Et ce n’est pas fini : l’an dernier, Québec a garanti à Ubisoft le maintien du niveau actuel des crédits d’impôt jusqu’en 2027, en retour de quoi l’entreprise s’est engagée à créer 1000 nouveaux emplois dans la province.
Le Québec et l’Ontario ont versé près des trois quarts des subventions totales de 192 millions de dollars qu’Ubisoft a touchées l’an dernier dans le monde.
D’autres pays comme la France, le Royaume-Uni et Singapour ont également contribué.
Ces subsides permettent à Ubisoft de réduire de 20 % le coût des salaires versés à ses 13 740 employés dans le monde.
Profits subventionnés
Mieux encore, le soutien des États explique une grande partie de la rentabilité d’Ubisoft.
Au cours des quatre dernières années, l’entreprise a enregistré des profits nets de 634 millions $, mais a reçu pour 615 millions $ en subventions.
« Tout changement des politiques gouvernementales pourrait avoir un impact significatif sur les coûts de production et la rentabilité de la société », reconnaît d’ailleurs Ubisoft dans son dernier rapport annuel.
Louis Têtu, PDG de Coveo, s’indigne que des entreprises comme Ubisoft vivent ainsi aux crochets des gouvernements.
« On envoie des chèques à Paris, à New York et en Californie, mais on ne bâtit rien ici, déplore-t-il. En plus, on nuit aux propriétaires d’entreprises d’ici, qui peinent à réaliser leur virage numérique parce qu’il y a une pénurie de main-d’œuvre dans le numérique. »
« Les programmes de crédits d’impôt, ce sont des choix qui sont faits dans différentes économies à travers le monde, qui permettent de stimuler de la croissance, des revenus directs et des retombées indirectes », répond Cédric Orvoine d’Ubisoft.
De son côté, Catherine Émond, directrice de l’Alliance numérique, le lobby de l’industrie, fait valoir que les crédits d’impôt ont permis à plusieurs entrepreneurs de se lancer en affaires.
Le secteur québécois du jeu vidéo compte aujourd’hui 140 entreprises qui emploient 11 000 personnes.
Mme Émond note également que certaines des avancées faites dans les jeux vidéo sont par la suite exportées dans d’autres secteurs, notamment ceux de l’intelligence artificielle et des technologies financières.
46 M$ à CGI
Dans le secteur informatique, la multinationale montréalaise CGI est un autre grand bénéficiaire des crédits d’impôt.

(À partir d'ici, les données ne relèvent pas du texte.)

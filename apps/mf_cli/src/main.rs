// apps/mf_cli/src/main.rs

//! MacFlow 命令行界面
//!
//! 三维不可压 Navier–Stokes 投影法求解器的命令行工具。
//!
//! # 架构层级
//!
//! 本模块属于 **Layer 5: Application**：
//! - 读取并校验 JSON 配置
//! - 驱动 `mf_physics::Simulation`，通过 `mf_io` 写出快照与历史
//! - 将错误类别映射为进程退出码

mod commands;

use clap::{Parser, Subcommand};
use mf_foundation::MfError;
use tracing::Level;
use tracing_subscriber::FmtSubscriber;

/// MacFlow 三维 MAC 网格投影法求解器命令行工具
#[derive(Parser)]
#[command(name = "mf_cli")]
#[command(author = "MacFlow Team")]
#[command(version = env!("CARGO_PKG_VERSION"))]
#[command(about = "MacFlow 3D incompressible MAC-grid projection solver", long_about = None)]
struct Cli {
    /// 日志级别 (trace, debug, info, warn, error)
    #[arg(short, long, default_value = "info")]
    log_level: String,

    #[command(subcommand)]
    command: Commands,
}

#[derive(Subcommand)]
enum Commands {
    /// 运行模拟
    Run(commands::run::RunArgs),
    /// 验证配置
    Validate(commands::validate::ValidateArgs),
    /// 显示配置对应的网格与算子信息
    Info(commands::info::InfoArgs),
}

fn main() {
    let cli = Cli::parse();

    // 初始化日志
    let level = match cli.log_level.to_lowercase().as_str() {
        "trace" => Level::TRACE,
        "debug" => Level::DEBUG,
        "info" => Level::INFO,
        "warn" => Level::WARN,
        "error" => Level::ERROR,
        _ => Level::INFO,
    };

    let subscriber = FmtSubscriber::builder()
        .with_max_level(level)
        .with_target(false)
        .finish();
    if let Err(err) = tracing::subscriber::set_global_default(subscriber) {
        eprintln!("日志初始化失败: {}", err);
    }

    // 执行命令
    let result = match cli.command {
        Commands::Run(args) => commands::run::execute(args),
        Commands::Validate(args) => commands::validate::execute(args),
        Commands::Info(args) => commands::info::execute(args),
    };

    if let Err(err) = result {
        eprintln!("错误: {:#}", err);
        std::process::exit(exit_code(&err));
    }
}

/// 由错误链中的 MfError 决定退出码，其他错误为 1
fn exit_code(err: &anyhow::Error) -> i32 {
    err.chain()
        .find_map(|cause| cause.downcast_ref::<MfError>())
        .map(MfError::kind)
        .filter(|kind| kind.is_fatal())
        .map_or(1, |kind| kind.exit_code())
}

L’an dernier, l’entreprise en a touché pour 183 millions $ dans le monde, dont environ 25 % de Québec, soit 46 millions $.
« S’il n’y avait pas de crédit d’impôt, on n’aurait pas ouvert de bureaux à Shawinigan, où on a un peu plus de 200 personnes aujourd’hui, à Saguenay où on a 650 personnes, ou à Sherbrooke où on en a 350. Ce sont des emplois qui iraient ailleurs parce qu’il y a beaucoup de compétition entre les différents pays », affirme un porte-parole de CGI, Sébastien Barangé.

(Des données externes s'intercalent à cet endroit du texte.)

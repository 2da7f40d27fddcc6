// crates/mf_io/src/schema.rs

//! 状态视图的结构校验
//!
//! 在步边界对 [`StateView`](crate::StateView) 的 JSON 形式做结构检查，
//! 不依赖反序列化：
//!
//! - 必需键齐全、类型正确
//! - 三维数组的形状与 `grid.counts` 一致（面场沿自身方向多一层）
//! - 掩码取值属于 {-1, 0, 1}
//! - 稀疏描述符为 `{format: "csr", shape, nnz}` 且形状与网格一致
//! - `operators.advection` 为 null
//! - 历史各列等长
//!
//! [`schema_report`] 收集全部问题，[`validate_state_view`] 返回第一个。

use serde_json::Value;

use crate::error::{IoError, IoResult};
use mf_foundation::validation::{ValidationError, ValidationReport};

/// 顶层必需键
pub const REQUIRED_KEYS: [&str; 14] = [
    "grid",
    "mask",
    "fields",
    "intermediate",
    "constants",
    "operators",
    "boundary_conditions",
    "health",
    "history",
    "iteration",
    "time",
    "total_time",
    "lifecycle",
    "pressure_halo",
];

/// 历史列
pub const HISTORY_COLUMNS: [&str; 5] = [
    "time",
    "divergence_norm",
    "max_velocity",
    "ppe_iterations",
    "energy",
];

const LIFECYCLE_NAMES: [&str; 6] = [
    "Initialized",
    "OperatorsBuilt",
    "Ready",
    "Stepping",
    "Terminated",
    "Failed",
];

/// 校验状态视图，返回第一个结构错误
pub fn validate_state_view(value: &Value) -> IoResult<()> {
    let report = schema_report(value);
    match report.errors.first() {
        None => Ok(()),
        Some(err) => Err(IoError::schema(err.key().unwrap_or("$"), err.to_string())),
    }
}

/// 收集状态视图的全部结构问题
pub fn schema_report(value: &Value) -> ValidationReport {
    let mut report = ValidationReport::new();
    let Some(root) = value.as_object() else {
        invalid(&mut report, "$", "根节点必须是对象");
        return report;
    };

    for key in REQUIRED_KEYS {
        if !root.contains_key(key) {
            report.add_error(ValidationError::Missing { key: key.to_string() });
        }
    }
    if report.has_errors() {
        return report;
    }

    let counts = grid_counts(&mut report, &value["grid"]);

    if let Some(dims) = counts {
        check_array3(&mut report, "mask", &value["mask"], dims, Element::Mask);

        let face_dims = |axis: usize| {
            let mut d = dims;
            d[axis] += 1;
            d
        };
        check_array3(&mut report, "fields.p", &value["fields"]["p"], dims, Element::Number);
        for (axis, name) in ["u", "v", "w"].iter().enumerate() {
            check_array3(
                &mut report,
                &format!("fields.{}", name),
                &value["fields"][*name],
                face_dims(axis),
                Element::Number,
            );
            let star = format!("{}_star", name);
            check_array3(
                &mut report,
                &format!("intermediate.{}", star),
                &value["intermediate"][star.as_str()],
                face_dims(axis),
                Element::Number,
            );
        }

        check_operators(&mut report, &value["operators"], dims);

        match &value["pressure_halo"] {
            Value::Null => {}
            halo => check_array3(
                &mut report,
                "pressure_halo",
                halo,
                dims.map(|n| n + 2),
                Element::Number,
            ),
        }
    }

    check_constants(&mut report, &value["constants"]);
    check_boundaries(&mut report, &value["boundary_conditions"]);
    check_history(&mut report, &value["history"]);

    if !value["health"].is_object() {
        invalid(&mut report, "health", "必须是对象");
    }
    if value["iteration"].as_u64().is_none() {
        invalid(&mut report, "iteration", "必须是非负整数");
    }
    for key in ["time", "total_time"] {
        if value[key].as_f64().is_none() {
            invalid(&mut report, key, "必须是数值");
        }
    }
    match value["lifecycle"].as_str() {
        Some(name) if LIFECYCLE_NAMES.contains(&name) => {}
        _ => invalid(&mut report, "lifecycle", "未知的生命周期状态"),
    }

    report
}

// ============================================================
// 分项检查
// ============================================================

#[derive(Clone, Copy)]
enum Element {
    Number,
    Mask,
}

fn invalid(report: &mut ValidationReport, key: &str, reason: impl Into<String>) {
    report.add_error(ValidationError::InvalidField {
        key: key.to_string(),
        reason: reason.into(),
    });
}

fn grid_counts(report: &mut ValidationReport, grid: &Value) -> Option<[usize; 3]> {
    let counts = grid["counts"].as_array().and_then(|arr| {
        let v: Vec<usize> = arr
            .iter()
            .filter_map(Value::as_u64)
            .filter(|&n| n > 0)
            .map(|n| n as usize)
            .collect();
        (arr.len() == 3 && v.len() == 3).then(|| [v[0], v[1], v[2]])
    });
    if counts.is_none() {
        invalid(report, "grid.counts", "必须是三个正整数");
    }

    let spacing_ok = grid["spacing"]
        .as_array()
        .map_or(false, |arr| {
            arr.len() == 3 && arr.iter().all(|v| v.as_f64().map_or(false, |h| h > 0.0))
        });
    if !spacing_ok {
        invalid(report, "grid.spacing", "必须是三个正数");
    }
    counts
}

/// 检查三维嵌套数组，每个字段只报告第一个问题
fn check_array3(
    report: &mut ValidationReport,
    path: &str,
    value: &Value,
    dims: [usize; 3],
    element: Element,
) {
    let Some(planes) = value.as_array() else {
        invalid(report, path, "必须是三维数组");
        return;
    };
    if planes.len() != dims[0] {
        report.add_error(ValidationError::ShapeMismatch {
            field: path.to_string(),
            expected: dims[0],
            actual: planes.len(),
        });
        return;
    }
    for (i, plane) in planes.iter().enumerate() {
        let Some(rows) = plane.as_array().filter(|r| r.len() == dims[1]) else {
            invalid(report, &format!("{}[{}]", path, i), format!("期望长度 {} 的数组", dims[1]));
            return;
        };
        for (j, row) in rows.iter().enumerate() {
            let Some(cells) = row.as_array().filter(|c| c.len() == dims[2]) else {
                invalid(
                    report,
                    &format!("{}[{}][{}]", path, i, j),
                    format!("期望长度 {} 的数组", dims[2]),
                );
                return;
            };
            for (k, v) in cells.iter().enumerate() {
                let ok = match element {
                    Element::Number => v.as_f64().is_some(),
                    Element::Mask => v.as_i64().map_or(false, |m| (-1..=1).contains(&m)),
                };
                if !ok {
                    let reason = match element {
                        Element::Number => "期望数值".to_string(),
                        Element::Mask => format!("掩码取值 {} 不在 {{-1, 0, 1}} 中", v),
                    };
                    invalid(report, &format!("{}[{}][{}][{}]", path, i, j, k), reason);
                    return;
                }
            }
        }
    }
}

fn check_sparse(report: &mut ValidationReport, path: &str, value: &Value, shape: [usize; 2]) {
    if value["format"].as_str() != Some("csr") {
        invalid(report, &format!("{}.format", path), "必须为 \"csr\"");
    }
    let actual: Option<Vec<u64>> = value["shape"]
        .as_array()
        .map(|arr| arr.iter().filter_map(Value::as_u64).collect());
    match actual {
        Some(s) if s.len() == 2 && s[0] as usize == shape[0] && s[1] as usize == shape[1] => {}
        _ => invalid(
            report,
            &format!("{}.shape", path),
            format!("期望 [{}, {}]", shape[0], shape[1]),
        ),
    }
    match value["nnz"].as_u64() {
        Some(nnz) if nnz as usize <= shape[0] * shape[1] => {}
        _ => invalid(report, &format!("{}.nnz", path), "必须是不超过矩阵规模的非负整数"),
    }
}

fn check_operators(report: &mut ValidationReport, ops: &Value, dims: [usize; 3]) {
    if !ops.is_object() {
        invalid(report, "operators", "必须是对象");
        return;
    }
    let n_cells: usize = dims.iter().product();
    let n_faces = |axis: usize| {
        let mut d = dims;
        d[axis] += 1;
        d.iter().product::<usize>()
    };
    let n_dofs = n_faces(0) + n_faces(1) + n_faces(2);

    check_sparse(report, "operators.divergence", &ops["divergence"], [n_cells, n_dofs]);
    check_sparse(
        report,
        "operators.pressure_laplacian",
        &ops["pressure_laplacian"],
        [n_cells, n_cells],
    );
    for axis in 0..3 {
        let nf = n_faces(axis);
        check_sparse(
            report,
            &format!("operators.gradient[{}]", axis),
            &ops["gradient"][axis],
            [nf, n_cells],
        );
        check_sparse(
            report,
            &format!("operators.laplacian[{}]", axis),
            &ops["laplacian"][axis],
            [nf, nf],
        );
    }

    if !ops.get("advection").map_or(false, Value::is_null) {
        invalid(report, "operators.advection", "必须为 null");
    }
    if !ops["is_singular"].is_boolean() {
        invalid(report, "operators.is_singular", "必须是布尔值");
    }
}

fn check_constants(report: &mut ValidationReport, constants: &Value) {
    for key in ["density", "viscosity", "dt"] {
        if constants[key].as_f64().is_none() {
            invalid(report, &format!("constants.{}", key), "必须是数值");
        }
    }
    for key in ["spacing", "inv_spacing", "body_force"] {
        let ok = constants[key]
            .as_array()
            .map_or(false, |a| a.len() == 3 && a.iter().all(Value::is_number));
        if !ok {
            invalid(report, &format!("constants.{}", key), "必须是三个数值");
        }
    }
}

fn check_boundaries(report: &mut ValidationReport, records: &Value) {
    let Some(arr) = records.as_array() else {
        invalid(report, "boundary_conditions", "必须是数组");
        return;
    };
    if arr.len() != 6 {
        report.add_error(ValidationError::ShapeMismatch {
            field: "boundary_conditions".to_string(),
            expected: 6,
            actual: arr.len(),
        });
    }
    for (i, record) in arr.iter().enumerate() {
        for key in ["face", "type"] {
            if !record[key].is_string() {
                invalid(report, &format!("boundary_conditions[{}].{}", i, key), "必须是字符串");
            }
        }
    }
}

fn check_history(report: &mut ValidationReport, history: &Value) {
    let mut len = None;
    for col in HISTORY_COLUMNS {
        let path = format!("history.{}", col);
        let Some(arr) = history[col].as_array() else {
            invalid(report, &path, "必须是数组");
            continue;
        };
        if !arr.iter().all(Value::is_number) {
            invalid(report, &path, "元素必须是数值");
        }
        match len {
            None => len = Some(arr.len()),
            Some(n) if n != arr.len() => report.add_error(ValidationError::ShapeMismatch {
                field: path,
                expected: n,
                actual: arr.len(),
            }),
            Some(_) => {}
        }
    }
}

D’autres acteurs importants du secteur technologique montréalais, comme Ericsson et Morgan Stanley, ne divulguent pas les sommes qu’ils reçoivent de Québec.
Principaux bénéficiaires des crédits d’impôt
Les crédits d’impôt québécois permettent aux employeurs de certains secteurs technologiques de se faire rembourser par l’État jusqu’à 37,5 % des salaires admissibles.
- Ubisoft : 4000 salariés au Québec
- CGI : 7000
- Ericsson : 1400
- Morgan Stanley : 1200
- SAP : 950
► Note : Ce ne sont pas les salaires de tous les employés qui sont admissibles aux crédits d’impôt. De plus, les taux de remboursement des salaires varient.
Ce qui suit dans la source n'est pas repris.